Reading through the volume, I was impressed with just how similar this year's stories were. Almost all of them followed the same formula: a pseudo-literary tone, an unassuming narrator (himself a horror writer more frequently than chance would predict), an uncanny happening, and a slowly dissolving narrative that peters out into no resolution. While some of the stories were interesting (Michael Marshall Smith's "What Happens When You Wake Up in the Night" is perhaps the standout with its Twilight Zone plot and atmosphere), this was perhaps the weakest year for horror fiction since I started reading the Best New Horror series in 1998. I don't believe there was a single story with genuine fear in it, just quiet unease mixed with varying degrees of fantasy and gross things. Robert Shearman's "Granny's Grinning" exemplified both trends, taking the form of a light fantasy that descends into a disgusting form of inter-generational incestuous trans-gendered pedophilia.
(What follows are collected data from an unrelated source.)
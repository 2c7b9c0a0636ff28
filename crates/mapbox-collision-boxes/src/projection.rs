//! Tile-to-screen projection matrices for symbol placement
//!
//! When the projection is switched at runtime (for instance mercator to globe), buckets built
//! before the switch keep geometry baked for their original projection. Their matrix is then
//! rebuilt from the bucket's own projection and the camera's current projection matrix, so
//! the old geometry lands where the renderer draws it without re-tessellating the bucket.

use crate::host::{OverscaledTileId, Projection, Transform};
use glam::{DMat4, Mat4};

/// Extent of tile-local coordinates
pub const EXTENT: f64 = 8192.0;

/// Matrix taking a tile's bucket geometry to clip space under the active projection
///
/// Fast path when the bucket was built with the runtime projection; otherwise the product
/// `transform.proj_matrix() * bucket_projection.create_tile_matrix(..)`, rounded to single
/// precision like the renderer's `Float32Array` result.
pub fn resolve_tile_projection_matrix(
    tile_id: &OverscaledTileId,
    bucket_projection: &dyn Projection,
    transform: &dyn Transform,
    runtime_projection: &str,
) -> DMat4 {
    let unwrapped = tile_id.to_unwrapped();
    if bucket_projection.name() == runtime_projection {
        return transform.calculate_proj_matrix(&unwrapped);
    }

    tracing::trace!(
        "Reconstructing tile matrix for {:?}: bucket projection {} differs from {}",
        tile_id,
        bucket_projection.name(),
        runtime_projection
    );
    let tile_matrix =
        bucket_projection.create_tile_matrix(transform, transform.world_size(), &unwrapped);
    round_to_f32(transform.proj_matrix() * tile_matrix)
}

#[inline]
fn round_to_f32(matrix: DMat4) -> DMat4 {
    Mat4::from_cols_array(&matrix.to_cols_array().map(|value| value as f32)).as_dmat4()
}

/// Per-tile inputs of the projection, scoped to one tile of one collection pass
#[derive(Clone, Copy)]
pub struct TileProjectionContext<'a> {
    pub tile_id: &'a OverscaledTileId,
    /// Tile size in pixels
    pub tile_size: f64,
    /// Projection the bucket was built with
    pub bucket_projection: &'a dyn Projection,
    /// Camera transform of the last placement
    pub transform: &'a dyn Transform,
    /// Name of the projection active at runtime
    pub runtime_projection: &'a str,
}

impl TileProjectionContext<'_> {
    /// Tile-to-screen matrix of the tile
    pub fn projection_matrix(&self) -> DMat4 {
        resolve_tile_projection_matrix(
            self.tile_id,
            self.bucket_projection,
            self.transform,
            self.runtime_projection,
        )
    }

    /// Screen pixels per tile unit, before perspective
    pub fn pixel_ratio(&self) -> f64 {
        self.tile_size / EXTENT
    }

    /// Whether the bucket is drawn with a projection other than the runtime one
    pub fn needs_reconstruction(&self) -> bool {
        self.bucket_projection.name() != self.runtime_projection
    }
}
//! Waiting for the renderer's placement pass to settle
//!
//! The placement pass runs asynchronously inside the host, and its result is only valid once
//! the `stale` flag has cleared. The wait is a bounded poll: a state machine advanced by a
//! timer tick, giving up when either the wall-clock budget or the retry budget runs out.
//! Both budgets are kept because each one can be fooled on its own (a clock jumping backward
//! stalls the deadline, a starved process stalls the tick count).

use crate::host::Placement;
use crate::{CollisionBoxError, Result};
use std::time::Duration;
use tokio::time::{Instant, MissedTickBehavior};

/// State of a placement wait
#[derive(Debug, Clone, Copy, PartialEq, Eq)]
pub enum WaitState {
    /// Not started
    Idle,
    /// Placement was stale at the last check
    ///
    /// `stop_at` is `None` when the deadline lies beyond what the clock can represent; the
    /// retry budget alone bounds the wait then.
    Polling {
        retries_left: u64,
        stop_at: Option<Instant>,
    },
    /// Placement is stable
    Resolved,
    /// A budget ran out before the placement settled
    TimedOut,
}

impl WaitState {
    /// Whether the wait has ended, successfully or not
    pub fn is_finished(&self) -> bool {
        matches!(self, Self::Resolved | Self::TimedOut)
    }
}

/// Bounded-retry poll over the placement `stale` flag
///
/// Transitions: `Idle → {Resolved, Polling}` on [`start`](Self::start),
/// `Polling → {Polling, Resolved, TimedOut}` on every [`tick`](Self::tick).
#[derive(Debug, Clone)]
pub struct PlacementWaiter {
    state: WaitState,
    timeout: Duration,
    poll_interval: Duration,
}

impl PlacementWaiter {
    /// Create a waiter; a zero interval is raised to one millisecond
    pub fn new(timeout: Duration, poll_interval: Duration) -> Self {
        Self {
            state: WaitState::Idle,
            timeout,
            poll_interval: poll_interval.max(Duration::from_millis(1)),
        }
    }

    pub fn state(&self) -> WaitState {
        self.state
    }

    pub fn timeout(&self) -> Duration {
        self.timeout
    }

    pub fn poll_interval(&self) -> Duration {
        self.poll_interval
    }

    /// Number of ticks the wait may take
    pub fn retry_budget(&self) -> u64 {
        (self.timeout.as_nanos() / self.poll_interval.as_nanos()) as u64
    }

    /// First check, made before any tick is scheduled
    pub fn start(&mut self, stale: bool, now: Instant) -> WaitState {
        if self.state == WaitState::Idle {
            self.state = if stale {
                WaitState::Polling {
                    retries_left: self.retry_budget(),
                    stop_at: now.checked_add(self.timeout),
                }
            } else {
                WaitState::Resolved
            };
        }
        self.state
    }

    /// One poll tick
    ///
    /// A stable placement wins over a budget that runs out on the same tick.
    pub fn tick(&mut self, stale: bool, now: Instant) -> WaitState {
        if let WaitState::Polling {
            retries_left,
            stop_at,
        } = self.state
        {
            let retries_left = retries_left.saturating_sub(1);
            self.state = if !stale {
                WaitState::Resolved
            } else if stop_at.is_some_and(|stop_at| now > stop_at) || retries_left == 0 {
                WaitState::TimedOut
            } else {
                WaitState::Polling {
                    retries_left,
                    stop_at,
                }
            };
        }
        self.state
    }
}

/// Wait until `placement` is no longer stale
///
/// Returns immediately, without scheduling any timer, if the placement is already stable.
/// Otherwise the flag is checked every `poll_interval`, starting one interval from now.
/// The timer is released on every exit path; dropping the returned future cancels the wait.
///
/// # Errors
/// [`CollisionBoxError::PlacementTimeout`] once `timeout` elapses or the retry budget
/// (`timeout / poll_interval` ticks) is exhausted, whichever comes first.
pub async fn wait_for_placement<P: Placement + ?Sized>(
    placement: &P,
    timeout: Duration,
    poll_interval: Duration,
) -> Result<()> {
    #[cfg(feature = "profiling")]
    profiling::scope!("placement::wait_for_placement");

    let mut waiter = PlacementWaiter::new(timeout, poll_interval);
    if waiter.start(placement.is_stale(), Instant::now()) == WaitState::Resolved {
        return Ok(());
    }

    let period = waiter.poll_interval();
    let Some(first_tick) = Instant::now().checked_add(period) else {
        // No tick can ever be scheduled
        tracing::debug!("Poll interval {:?} is out of range", period);
        return Err(CollisionBoxError::PlacementTimeout { timeout });
    };
    let mut ticker = tokio::time::interval_at(first_tick, period);
    ticker.set_missed_tick_behavior(MissedTickBehavior::Delay);

    loop {
        ticker.tick().await;
        let state = waiter.tick(placement.is_stale(), Instant::now());
        tracing::trace!("Placement poll: {:?}", state);
        match state {
            WaitState::Resolved => return Ok(()),
            WaitState::TimedOut => {
                tracing::debug!("Placement still stale after {:?}", timeout);
                return Err(CollisionBoxError::PlacementTimeout { timeout });
            }
            WaitState::Idle | WaitState::Polling { .. } => {}
        }
    }
}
But overall the feeling BNH 21 gives off is that of an echo, faintly recalling older, better stories. In just this one volume, there were stories that were explicitly modeled on works by Richard Matheson (the King/Hill collaboration "Throttle") and Edgar Allan Poe (Nicholas Royle's "The Reunion"--a superior fantasy riffing on "William Wilson" but more akin to the Twilight Zone than anything horrific), as well as a posthumous collaboration between Reggie Oliver and early twentieth century writer M. R. James ("The Game of Bear"), a story imagining the Fay Wray character from King Kong's first sexual encounter "After the Ape," and Brian Lumley's contribution, which mixed a variant of the monster from "Mimic" with a classic ghost story whose title eludes me. All in all, BNH 21 seemed to be looking distinctly backward rather than forward.
Part of the problem is the collapse of the short story market. There are few paying venues left for horror, and fewer readers. Most short horror stories are now published as parts of collections, and collections come only from the pens of established horror writers since few publishers take chances on new, unproven genre writers. As a result, while some original material leaks through, the lion's share is dominated by the same names who have been writing for thirty, forty, or more years. The other part of the problem is that many of these writers have made nods toward the literary mainstream for either artistic or commercial reasons, and their work consequently lacks some of the wild energy of more full-on genre horror. All of which is a long way of saying that I am thoroughly tired of reading quiet little tales about the futility of existence or misunderstood monsters. The essence of horror is fear, and BNH 21 is a bit lacking in that department. This isn't Jones's fault--he is one of the best editors the horror field produced--but it is a problem if your book is entitled Best New Horror, and there isn't enough horror to go around.